Digby's spot on, as usual, but as an aside to her overall point, I found this bit of information creating a definite WTF moment for me:
Notably, just one-quarter of adults possess an active faith, meaning they engage in all three of these activities (pray, attend church, and read the Bible in a typical week).WTF? I mean, seriously, WTF?
At the very least, two out of these three activities (attending church and reading the Bible) simply aren't part of my religion. Some Wiccans will argue that spellwork is a form of prayer, and I suppose that I'd be willing to call it a form of co-active prayer. But, seriously, WTF? If you to to the Synagogue, pray, and read the Torah you don't have "an active faith"? If you go to the mosque, pray, and read the Qu'aran you don't have "an active faith"? WTF? Even the use of the word "faith" betrays how thoroughly xianized this study is.
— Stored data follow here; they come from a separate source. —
/// Recursive-descent parser for the dialect
///
/// The leading keyword selects the sub-grammar. Every failure is reported as
/// [`Error::Syntax`] at the offending token, or just past the end of input.

use super::ast::*;
use super::lexer::{end_position, tokenize, Position, Token, TokenKind};
use crate::Result;

/// Longest accepted statement, in characters
pub const MAX_STATEMENT_LENGTH: usize = 8192;

/// Deepest accepted nesting of map and list literals
pub const MAX_NESTING_DEPTH: usize = 32;

/// Dialect statement parser
pub struct DialectParser {
    tokens: Vec<Token>,
    index: usize,
    end: Position,
    placeholders: usize,
    depth: usize,
}

impl DialectParser {
    /// Parse a single statement with the default length limit
    pub fn parse(sql: &str) -> Result<DialectStatement> {
        Self::parse_with_limit(sql, MAX_STATEMENT_LENGTH)
    }

    /// Parse a single statement, rejecting text longer than `max_length` chars
    pub fn parse_with_limit(sql: &str, max_length: usize) -> Result<DialectStatement> {
        if sql.trim().is_empty() {
            return Err(Position::new(1, 1).syntax_error("statement cannot be empty"));
        }
        let length = sql.chars().count();
        if length > max_length {
            return Err(Position::new(1, 1).syntax_error(format!(
                "statement too long: {} chars (max {})",
                length, max_length
            )));
        }

        let mut parser = DialectParser {
            tokens: tokenize(sql)?,
            index: 0,
            end: end_position(sql),
            placeholders: 0,
            depth: 0,
        };
        let statement = parser.parse_statement()?;

        parser.consume(&TokenKind::SemiColon);
        if let Some(token) = parser.peek() {
            return Err(token
                .position
                .syntax_error(format!("unexpected '{}' after end of statement", token.kind)));
        }
        Ok(statement)
    }

    fn parse_statement(&mut self) -> Result<DialectStatement> {
        let token = self.next_token("a statement keyword")?;
        let keyword = match &token.kind {
            TokenKind::Word { value, quoted: false } => value.to_ascii_uppercase(),
            other => {
                return Err(token
                    .position
                    .syntax_error(format!("expected a statement keyword, found '{}'", other)))
            }
        };

        match keyword.as_str() {
            "CREATE" => self.parse_create_table().map(DialectStatement::CreateTable),
            "DROP" => self.parse_drop_table().map(DialectStatement::DropTable),
            "LIST" => {
                self.expect_keyword("TABLES")?;
                Ok(DialectStatement::ListTables)
            }
            "INSERT" => self.parse_insert().map(DialectStatement::Insert),
            "SELECT" => self.parse_select().map(DialectStatement::Select),
            "UPDATE" => self.parse_update().map(DialectStatement::Update),
            "DELETE" => self.parse_delete().map(DialectStatement::Delete),
            _ => Err(token.position.syntax_error(format!(
                "unsupported statement '{}', expected CREATE, DROP, LIST, INSERT, SELECT, UPDATE or DELETE",
                keyword
            ))),
        }
    }

    /// CREATE TABLE [IF NOT EXISTS] name (WITH name=value[:type])*
    fn parse_create_table(&mut self) -> Result<CreateTableStatement> {
        self.expect_keyword("TABLE")?;
        let if_not_exists = if self.parse_keyword("IF") {
            self.expect_keyword("NOT")?;
            self.expect_keyword("EXISTS")?;
            true
        } else {
            false
        };
        let table_name = self.parse_identifier("table name")?;

        let mut options = Vec::new();
        while self.parse_keyword("WITH") {
            options.push(self.parse_with_option()?);
            // Tolerate `WITH a=1, WITH b=2`
            self.consume(&TokenKind::Comma);
        }

        Ok(CreateTableStatement {
            table_name,
            if_not_exists,
            options,
        })
    }

    fn parse_with_option(&mut self) -> Result<WithOption> {
        let position = self.current_position();
        let name = self.parse_identifier("option name")?;
        self.expect(&TokenKind::Eq)?;
        let value = self.parse_option_atom("option value")?;
        let type_name = if self.consume(&TokenKind::Colon) {
            Some(self.parse_option_atom("key type")?)
        } else {
            None
        };
        Ok(WithOption {
            name,
            value,
            type_name,
            position,
        })
    }

    fn parse_option_atom(&mut self, expected: &str) -> Result<String> {
        let token = self.next_token(expected)?;
        match token.kind {
            TokenKind::Word { value, .. } => Ok(value),
            TokenKind::Number(n) => Ok(n),
            TokenKind::String(s) => Ok(s),
            other => Err(token
                .position
                .syntax_error(format!("expected {}, found '{}'", expected, other))),
        }
    }

    /// DROP TABLE [IF EXISTS] name
    fn parse_drop_table(&mut self) -> Result<DropTableStatement> {
        self.expect_keyword("TABLE")?;
        let if_exists = if self.parse_keyword("IF") {
            self.expect_keyword("EXISTS")?;
            true
        } else {
            false
        };
        let table_name = self.parse_identifier("table name")?;
        Ok(DropTableStatement {
            table_name,
            if_exists,
        })
    }

    /// INSERT INTO name VALUE {map}
    fn parse_insert(&mut self) -> Result<InsertStatement> {
        self.expect_keyword("INTO")?;
        let table_name = self.parse_identifier("table name")?;
        self.expect_keyword("VALUE")?;
        let attributes = self.parse_map()?;
        Ok(InsertStatement {
            table_name,
            attributes,
        })
    }

    /// SELECT * | a, b FROM name [WHERE ...]
    fn parse_select(&mut self) -> Result<SelectStatement> {
        let select_list = if self.consume(&TokenKind::Star) {
            SelectList::All
        } else {
            let mut attributes = vec![self.parse_identifier("attribute name or *")?];
            while self.consume(&TokenKind::Comma) {
                attributes.push(self.parse_identifier("attribute name")?);
            }
            SelectList::Attributes(attributes)
        };
        self.expect_keyword("FROM")?;
        let table_name = self.parse_identifier("table name")?;

        let where_clause = if self.parse_keyword("WHERE") {
            Some(self.parse_where_conditions()?)
        } else {
            None
        };

        Ok(SelectStatement {
            table_name,
            select_list,
            where_clause,
        })
    }

    /// UPDATE name SET a=v [, b=v] WHERE ...
    fn parse_update(&mut self) -> Result<UpdateStatement> {
        let table_name = self.parse_identifier("table name")?;
        self.expect_keyword("SET")?;

        let mut set_assignments = Vec::new();
        loop {
            let attribute = self.parse_identifier("attribute name")?;
            self.expect(&TokenKind::Eq)?;
            let value = self.parse_expr()?;
            set_assignments.push(SetAssignment { attribute, value });
            if !self.consume(&TokenKind::Comma) {
                break;
            }
        }

        self.expect_keyword("WHERE")?;
        let where_clause = self.parse_where_conditions()?;
        Ok(UpdateStatement {
            table_name,
            set_assignments,
            where_clause,
        })
    }

    /// DELETE FROM name WHERE ...
    fn parse_delete(&mut self) -> Result<DeleteStatement> {
        self.expect_keyword("FROM")?;
        let table_name = self.parse_identifier("table name")?;
        self.expect_keyword("WHERE")?;
        let where_clause = self.parse_where_conditions()?;
        Ok(DeleteStatement {
            table_name,
            where_clause,
        })
    }

    /// cond [AND cond]*, where cond is `attr = value`
    fn parse_where_conditions(&mut self) -> Result<WhereClause> {
        let mut conditions = Vec::new();
        loop {
            let attribute = self.parse_identifier("attribute name")?;
            self.expect(&TokenKind::Eq)?;
            let value = self.parse_expr()?;
            conditions.push(Condition { attribute, value });
            if !self.parse_keyword("AND") {
                break;
            }
        }
        Ok(WhereClause { conditions })
    }

    fn parse_expr(&mut self) -> Result<Expr> {
        let token = self.next_token("a value")?;
        match token.kind {
            TokenKind::String(s) => Ok(Expr::Literal(Literal::String(s))),
            TokenKind::Number(n) => Ok(Expr::Literal(Literal::Number(n))),
            TokenKind::Minus => {
                let next = self.next_token("a number")?;
                match next.kind {
                    TokenKind::Number(n) => Ok(Expr::Literal(Literal::Number(format!("-{}", n)))),
                    other => Err(next
                        .position
                        .syntax_error(format!("expected a number after '-', found '{}'", other))),
                }
            }
            TokenKind::Placeholder => {
                let index = self.placeholders;
                self.placeholders += 1;
                Ok(Expr::Placeholder(index))
            }
            TokenKind::LBrace => {
                self.index -= 1;
                Ok(Expr::Map(self.parse_map()?))
            }
            TokenKind::LBracket => {
                self.enter_nested(token.position)?;
                let mut items = Vec::new();
                if !self.consume(&TokenKind::RBracket) {
                    loop {
                        items.push(self.parse_expr()?);
                        if !self.consume(&TokenKind::Comma) {
                            break;
                        }
                    }
                    self.expect(&TokenKind::RBracket)?;
                }
                self.depth -= 1;
                Ok(Expr::List(items))
            }
            ref kind if kind.is_keyword("TRUE") => Ok(Expr::Literal(Literal::Boolean(true))),
            ref kind if kind.is_keyword("FALSE") => Ok(Expr::Literal(Literal::Boolean(false))),
            ref kind if kind.is_keyword("NULL") => Ok(Expr::Literal(Literal::Null)),
            other => Err(token
                .position
                .syntax_error(format!("expected a value, found '{}'", other))),
        }
    }

    /// { 'key': value, ... }
    fn parse_map(&mut self) -> Result<Vec<(String, Expr)>> {
        let position = self.current_position();
        self.expect(&TokenKind::LBrace)?;
        self.enter_nested(position)?;
        let mut entries = Vec::new();
        if self.consume(&TokenKind::RBrace) {
            self.depth -= 1;
            return Ok(entries);
        }
        loop {
            let token = self.next_token("an attribute name")?;
            let name = match token.kind {
                TokenKind::String(s) => s,
                TokenKind::Word { value, .. } => value,
                other => {
                    return Err(token
                        .position
                        .syntax_error(format!("expected an attribute name, found '{}'", other)))
                }
            };
            self.expect(&TokenKind::Colon)?;
            let value = self.parse_expr()?;
            entries.push((name, value));
            if !self.consume(&TokenKind::Comma) {
                break;
            }
        }
        self.expect(&TokenKind::RBrace)?;
        self.depth -= 1;
        Ok(entries)
    }

    /// Opens one map or list level; too deep a literal fails at its opening bracket
    fn enter_nested(&mut self, position: Position) -> Result<()> {
        if self.depth >= MAX_NESTING_DEPTH {
            return Err(position.syntax_error(format!(
                "value nested deeper than {} levels",
                MAX_NESTING_DEPTH
            )));
        }
        self.depth += 1;
        Ok(())
    }

    /// Quoted or unquoted identifier
    fn parse_identifier(&mut self, expected: &str) -> Result<String> {
        let token = self.next_token(expected)?;
        match token.kind {
            TokenKind::Word { value, .. } => Ok(value),
            other => Err(token
                .position
                .syntax_error(format!("expected {}, found '{}'", expected, other))),
        }
    }

    fn peek(&self) -> Option<&Token> {
        self.tokens.get(self.index)
    }

    fn current_position(&self) -> Position {
        self.peek().map(|t| t.position).unwrap_or(self.end)
    }

    fn next_token(&mut self, expected: &str) -> Result<Token> {
        match self.tokens.get(self.index) {
            Some(token) => {
                self.index += 1;
                Ok(token.clone())
            }
            None => Err(self
                .end
                .syntax_error(format!("expected {}, found end of input", expected))),
        }
    }

    /// Consumes the next token if it equals `kind`
    fn consume(&mut self, kind: &TokenKind) -> bool {
        if self.peek().is_some_and(|t| &t.kind == kind) {
            self.index += 1;
            true
        } else {
            false
        }
    }

    fn expect(&mut self, kind: &TokenKind) -> Result<()> {
        let token = self.next_token(&format!("'{}'", kind))?;
        if &token.kind == kind {
            Ok(())
        } else {
            Err(token
                .position
                .syntax_error(format!("expected '{}', found '{}'", kind, token.kind)))
        }
    }

    /// Consumes the next token if it is `keyword`
    fn parse_keyword(&mut self, keyword: &str) -> bool {
        if self.peek().is_some_and(|t| t.kind.is_keyword(keyword)) {
            self.index += 1;
            true
        } else {
            false
        }
    }

    fn expect_keyword(&mut self, keyword: &str) -> Result<()> {
        let token = self.next_token(keyword)?;
        if token.kind.is_keyword(keyword) {
            Ok(())
        } else {
            Err(token
                .position
                .syntax_error(format!("expected {}, found '{}'", keyword, token.kind)))
        }
    }
}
Wiccans, for example, don't say that they have 'faith" -- that's an Abrahamic concept. I don't have faith in the Goddess, I know the Goddess, I embody the Goddess. Faith is no part at all of my religion.
It all just reminds me of how far we still have to go.
3 comments:
Studies are just theories with credentials. They don't mean a thing.
Hey, what's wrong with faith? I like it, and I have it in spades, too.
p.s. I have no faith in statistics or studies.
reya,
There's nothing "wrong" with faith -- it's defining having a spiritual life as having faith that's irritating to me.